For our purposes here, I'm dubbing this the NBA's "Most Watchable" list. It's a gathering of people and things that help to make the league so compelling, so much fun. The beauty of a list like this is that everyone can have his or her own, and none of them is right or wrong. It's a personal thing.
This one is mine. Readers surely have their own. Send in some of the highlights from yours and we'll find a way to get them posted in the coming days.

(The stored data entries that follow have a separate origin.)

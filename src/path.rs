//! Path lengths and the average-path-length correction `c(n)`.

use crate::FeatureVector;
use crate::hyperplane::Direction;
use crate::node::Node;

/// Euler–Mascheroni constant, to the precision the scoring formula has always used.
pub const EULER_CONSTANT: f64 = 0.5772156649;

/// Average path length of an unsuccessful search in a binary search tree of
/// `n` points: `2 (ln(n - 1) + γ) - 2 (n - 1) / n`.
///
/// Defined as `0.0` for `n <= 1`, where no further split is possible.
pub fn c_factor(n: usize) -> f64 {
    if n <= 1 {
        return 0.0;
    }
    let n = n as f64;
    2.0 * ((n - 1.0).ln() + EULER_CONSTANT) - 2.0 * (n - 1.0) / n
}

/// Route taken by one point through one tree.
#[derive(Debug, Clone, PartialEq)]
pub struct Path {
    /// Internal nodes crossed plus the `c(count)` correction of the leaf reached.
    pub length: f64,
    pub directions: Vec<Direction>,
}

/// Walk from `root` to a leaf, reporting each turn to `on_step`.
///
/// Returns the corrected path length. Both the allocation-free scorer and
/// [`Path`] recording go through here so they cannot disagree.
pub(crate) fn walk<F>(root: &Node, x: &FeatureVector, mut on_step: F) -> f64
where
    F: FnMut(Direction),
{
    let mut e = 0.0;
    let mut node = root;
    loop {
        match node {
            Node::Leaf { count, .. } => {
                return if *count <= 1 { e } else { e + c_factor(*count) };
            }
            Node::Internal {
                split, left, right, ..
            } => {
                e += 1.0;
                let direction = split.side(x);
                on_step(direction);
                node = match direction {
                    Direction::Left => &**left,
                    Direction::Right => &**right,
                };
            }
        }
    }
}
//! Mapping of HTTP failures onto the domain error messages.

use reqwest::{Response, StatusCode};
use serde::Deserialize;
use std::time::Duration;

/// Error body shapes returned by GoTrue and PostgREST.
///
/// PostgREST answers `{"message", "code", "details", "hint"}`; GoTrue uses
/// either `{"msg", "error_code"}` or the OAuth style
/// `{"error", "error_description"}` depending on version.
#[derive(Debug, Default, Deserialize)]
struct ErrorBody {
    message: Option<String>,
    msg: Option<String>,
    error_description: Option<String>,
    error: Option<String>,
}

/// Describe a transport failure (the request never produced a response).
pub(crate) fn transport_message(error: &reqwest::Error, timeout: Duration) -> String {
    if error.is_timeout() {
        format!("request timed out after {timeout:?}")
    } else if error.is_connect() {
        format!("connection failed: {error}")
    } else {
        format!("request failed: {error}")
    }
}

/// Read a non-success response and extract the backend's message.
///
/// Falls back to the raw body, then to the status line.
pub(crate) async fn response_message(response: Response) -> (StatusCode, String) {
    let status = response.status();
    let body = response.text().await.unwrap_or_default();
    (status, message_from_body(status, &body))
}

fn message_from_body(status: StatusCode, body: &str) -> String {
    let parsed: ErrorBody = serde_json::from_str(body).unwrap_or_default();

    parsed
        .message
        .or(parsed.msg)
        .or(parsed.error_description)
        .or(parsed.error)
        .filter(|message| !message.trim().is_empty())
        .or_else(|| Some(body.trim().to_string()).filter(|text| !text.is_empty()))
        .unwrap_or_else(|| format!("unexpected status {status}"))
}
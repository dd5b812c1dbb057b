//! Session identity and sign-in credentials.

use serde::{Deserialize, Serialize};

/// Opaque identifier of an authenticated user
///
/// Used to scope ownership of todo records.
#[derive(Clone, Debug, PartialEq, Eq, Hash, PartialOrd, Ord, Serialize, Deserialize)]
#[serde(transparent)]
pub struct UserId(String);

impl UserId {
    /// Creates a `UserId` from its textual form
    #[must_use]
    pub fn new(id: impl Into<String>) -> Self {
        Self(id.into())
    }

    /// Returns the textual form
    #[must_use]
    pub fn as_str(&self) -> &str {
        &self.0
    }
}

impl std::fmt::Display for UserId {
    fn fmt(&self, f: &mut std::fmt::Formatter<'_>) -> std::fmt::Result {
        f.write_str(&self.0)
    }
}

/// The authenticated user
///
/// Present only while signed in. Its absence is a valid state in which every
/// remote operation fails fast.
#[derive(Clone, Debug, PartialEq, Eq, Serialize, Deserialize)]
pub struct Identity {
    /// User identifier
    pub id: UserId,
    /// Contact address, if the backend reports one
    pub email: Option<String>,
}

impl Identity {
    /// Creates an identity
    #[must_use]
    pub const fn new(id: UserId, email: Option<String>) -> Self {
        Self { id, email }
    }

    /// Display label: the email when known, otherwise the user id
    #[must_use]
    pub fn label(&self) -> &str {
        self.email.as_deref().unwrap_or_else(|| self.id.as_str())
    }
}

/// Email and password pair for password sign-in
#[derive(Clone, PartialEq, Eq)]
pub struct Credentials {
    /// Account email
    pub email: String,
    password: String,
}

impl Credentials {
    /// Creates a credential pair
    #[must_use]
    pub fn new(email: impl Into<String>, password: impl Into<String>) -> Self {
        Self {
            email: email.into(),
            password: password.into(),
        }
    }

    /// Returns the password
    #[must_use]
    pub fn password(&self) -> &str {
        &self.password
    }
}

impl std::fmt::Debug for Credentials {
    fn fmt(&self, f: &mut std::fmt::Formatter<'_>) -> std::fmt::Result {
        f.debug_struct("Credentials")
            .field("email", &self.email)
            .field("password", &"<redacted>")
            .finish()
    }
}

Blake Griffin: In a season crammed with watchables -- including the Clippers now because of this guy -- Griffin has been must-see mayhem of 2010-11 for his array of dunks and the "Who he?" attitude that he seems to exude when pitted against proven NBA stars. Frankly, Griffin's status as "the other" -- a rookie, a newbie to the fraternity -- makes me wonder if we'll get a little All-Star Weekend friction. Similar to what Michael Jordan went through in 1985 or what Shaq experienced in 1994 when other players went out of their way to make things tough for the then-Next Big Things.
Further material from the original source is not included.